FIG. 1A is a perspective view schematically showing an example of a honeycomb structure, and FIG. 1B is a sectional view taken along line AA in FIG. 1A. FIG. 2A is a perspective view schematically showing another example of the honeycomb structure, and FIG. 2B is a sectional view taken along line BB in FIG. 2A.

(Detailed description of the invention)
[Honeycomb structure]
First, the honeycomb structure to be manufactured by the method for manufacturing the honeycomb structure of the present invention will be described.

The honeycomb structure is composed of a honeycomb fired body in which a plurality of cells serving as an exhaust gas flow path are arranged side by side in the longitudinal direction with a cell partition wall interposed therebetween.
In the honeycomb fired body, a plurality of cells are arranged side by side in the longitudinal direction of the honeycomb fired body with the cell partition wall interposed therebetween.

The honeycomb fired body contains CZ particles, alumina particles, an inorganic binder and a glass material.
As will be described later, the fired honeycomb body is produced by molding a raw material composition containing CZ particles, alumina particles, an inorganic binder and a glass material, and then firing the mixture.

The honeycomb structure may include a single honeycomb fired body, a plurality of honeycomb fired bodies, or a plurality of honeycomb fired bodies may be bonded by an adhesive.

In the honeycomb structure, an outer peripheral coat layer may be formed on the outer peripheral surface of the honeycomb fired body.

FIG. 1A is a perspective view schematically showing an example of a honeycomb structure, and FIG. 1B is a sectional view taken along line AA in FIG. 1A.
The honeycomb structure 10 shown in FIG. 1A includes a single first honeycomb fired body 11 in which a plurality of cells 12 are arranged side by side in the longitudinal direction with the cell partition wall 13 interposed therebetween. The first honeycomb fired body 11 contains CZ particles, alumina particles, an inorganic binder, and a glass material, and has the shape of an extruded body.
The shape of the honeycomb structure 10 is columnar.

As shown in FIG. 1 (b), the exhaust gas G that has flowed into any cell 12 of the honeycomb structure 10 from one end (exhaust gas inflow side end) 14 (in FIG. 1 (b), the exhaust gas is G. (Indicated by, and the flow of the exhaust gas is indicated by an arrow), when passing through the cell 12, comes into contact with the catalyst supported on the cell partition wall of the honeycomb structure. As a result, harmful components such as NOx contained in the exhaust gas G are purified. Further, the purified exhaust gas G is discharged from the other end (exhaust gas outflow side end) 15 of the cell 12.
As described above, by using the honeycomb structure 10, harmful components such as NOx in the exhaust gas can be suitably purified.

In the honeycomb structure, the porosity of the cell partition wall of the honeycomb fired body is preferably 40 to 80% by volume.
When the porosity of the cell partition wall of the honeycomb fired body is 40 to 80% by volume, both high mechanical strength and exhaust gas purification performance can be achieved at the same time.

The porosity of the cell partition wall of the honeycomb fired body can be measured by the mercury press-fitting method.

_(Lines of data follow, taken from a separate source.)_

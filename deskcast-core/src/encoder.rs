//! Region encoder.
//!
//! Crops a rectangle out of a captured [`Frame`], converts it to packed
//! RGB and compresses it:
//!
//! - **Jpeg**: lossy, `quality` is the JPEG quality (1–100).
//! - **Zstd**: lossless, `quality` picks the compression level; lower
//!   quality means harder compression and smaller payloads.
//!
//! Every buffer is scoped to the call; nothing is retained between
//! frames.

use image::codecs::jpeg::JpegEncoder;
use image::{ExtendedColorType, ImageFormat};
use serde::{Deserialize, Serialize};

use crate::error::{DeskcastError, Result};
use crate::types::{Frame, Rect};

/// Compression used for region payloads.
#[derive(Debug, Clone, Copy, PartialEq, Eq, Default, Serialize, Deserialize)]
#[serde(rename_all = "lowercase")]
pub enum Codec {
    #[default]
    Jpeg,
    Zstd,
}

// ── FrameEncoder ─────────────────────────────────────────────────

/// Stateless region encoder.
#[derive(Debug, Clone, Copy, Default)]
pub struct FrameEncoder {
    codec: Codec,
}

impl FrameEncoder {
    pub fn new(codec: Codec) -> Self {
        Self { codec }
    }

    pub fn codec(&self) -> Codec {
        self.codec
    }

    /// Encode `region` of `frame`. The region is clamped to the frame
    /// first; an empty intersection is an error.
    pub fn encode(&self, frame: &Frame, region: &Rect, quality: u8) -> Result<Vec<u8>> {
        let region = region.intersect(&frame.bounds());
        if region.is_empty() {
            return Err(DeskcastError::RegionOutOfBounds(region));
        }
        let rgb = frame.crop_to_rgb(&region)?;
        let quality = quality.clamp(1, 100);

        match self.codec {
            Codec::Jpeg => {
                let mut out = Vec::with_capacity(rgb.len() / 8);
                JpegEncoder::new_with_quality(&mut out, quality).encode(
                    &rgb,
                    region.width,
                    region.height,
                    ExtendedColorType::Rgb8,
                )?;
                Ok(out)
            }
            Codec::Zstd => zstd::encode_all(rgb.as_slice(), zstd_level(quality))
                .map_err(|e| DeskcastError::Encoding(format!("zstd encode failed: {e}"))),
        }
    }
}

/// Map quality 100 → level 1 (fast), quality 1 → level 19.
fn zstd_level(quality: u8) -> i32 {
    1 + (100 - quality as i32) * 18 / 99
}

/// Decode a region payload back to packed RGB.
pub fn decode_region(codec: Codec, data: &[u8], width: u32, height: u32) -> Result<Vec<u8>> {
    let rgb = match codec {
        Codec::Jpeg => image::load_from_memory_with_format(data, ImageFormat::Jpeg)?
            .to_rgb8()
            .into_raw(),
        Codec::Zstd => zstd::decode_all(data)
            .map_err(|e| DeskcastError::Encoding(format!("zstd decode failed: {e}")))?,
    };
    let expected = width as usize * height as usize * 3;
    if rgb.len() != expected {
        return Err(DeskcastError::Encoding(format!(
            "decoded {} bytes, expected {expected} for {width}x{height}",
            rgb.len()
        )));
    }
    Ok(rgb)
}

// ── Tests ────────────────────────────────────────────────────────

#[cfg(test)]
mod tests {
    use super::*;
    use crate::types::PixelFormat;

    fn noisy_frame(w: u32, h: u32) -> Frame {
        let mut f = Frame::filled(w, h, PixelFormat::Bgra8, 0xFF);
        let mut seed = 0x1234_5678u32;
        for y in 0..h {
            for px in f.row_pixels_mut(y).chunks_exact_mut(4) {
                seed = seed.wrapping_mul(1_103_515_245).wrapping_add(12_345);
                px[0] = (seed >> 16) as u8;
                px[1] = (seed >> 8) as u8;
                px[2] = seed as u8;
            }
        }
        f
    }

    #[test]
    fn jpeg_output_is_a_jpeg() {
        let enc = FrameEncoder::new(Codec::Jpeg);
        let frame = Frame::filled(64, 32, PixelFormat::Bgra8, 0x80);
        let data = enc.encode(&frame, &frame.bounds(), 75).unwrap();
        assert_eq!(&data[..2], &[0xFF, 0xD8]);
        assert_eq!(decode_region(Codec::Jpeg, &data, 64, 32).unwrap().len(), 64 * 32 * 3);
    }

    #[test]
    fn lower_quality_is_smaller() {
        let enc = FrameEncoder::new(Codec::Jpeg);
        let frame = noisy_frame(128, 128);
        let high = enc.encode(&frame, &frame.bounds(), 95).unwrap();
        let low = enc.encode(&frame, &frame.bounds(), 20).unwrap();
        assert!(low.len() < high.len(), "{} !< {}", low.len(), high.len());
    }

    #[test]
    fn region_is_clamped_to_frame() {
        let enc = FrameEncoder::new(Codec::Zstd);
        let frame = noisy_frame(16, 16);
        let data = enc.encode(&frame, &Rect::new(8, 8, 100, 100), 50).unwrap();
        let rgb = decode_region(Codec::Zstd, &data, 8, 8).unwrap();
        assert_eq!(rgb, frame.crop_to_rgb(&Rect::new(8, 8, 8, 8)).unwrap());
    }

    #[test]
    fn region_outside_frame_fails() {
        let enc = FrameEncoder::default();
        let frame = noisy_frame(16, 16);
        assert!(matches!(
            enc.encode(&frame, &Rect::new(20, 20, 4, 4), 50),
            Err(DeskcastError::RegionOutOfBounds(_))
        ));
    }

    #[test]
    fn zstd_levels_span_range() {
        assert_eq!(zstd_level(100), 1);
        assert_eq!(zstd_level(1), 19);
        assert!(zstd_level(75) < zstd_level(20));
    }

    #[test]
    fn decode_rejects_wrong_size() {
        let enc = FrameEncoder::new(Codec::Zstd);
        let frame = noisy_frame(4, 4);
        let data = enc.encode(&frame, &frame.bounds(), 50).unwrap();
        assert!(decode_region(Codec::Zstd, &data, 5, 4).is_err());
    }
}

If the porosity of the cell bulkhead of the honeycomb fired body is less than 40% by volume, the proportion of pores that can contribute to gas passage in the cell bulkhead is reduced, and the pressure loss may be improved. On the other hand, if the porosity of the cell partition wall of the honeycomb fired body exceeds 80% by volume, the porosity of the cell partition wall becomes too high, so that the mechanical properties of the honeycomb structure deteriorate and the honeycomb structure is used. Cracks and breaks are likely to occur.

In the honeycomb structure produced by the method for producing the honeycomb structure of the present invention, the D50 in the pore size distribution of the macropores constituting the honeycomb fired body is preferably 5 to 20 μm.
When D50 in the pore size distribution of macropores is 5 to 20 μm, it has many pores (pores) having a size suitable for collecting PM, so that the collection efficiency of PM is high and the pressure loss is low. can do.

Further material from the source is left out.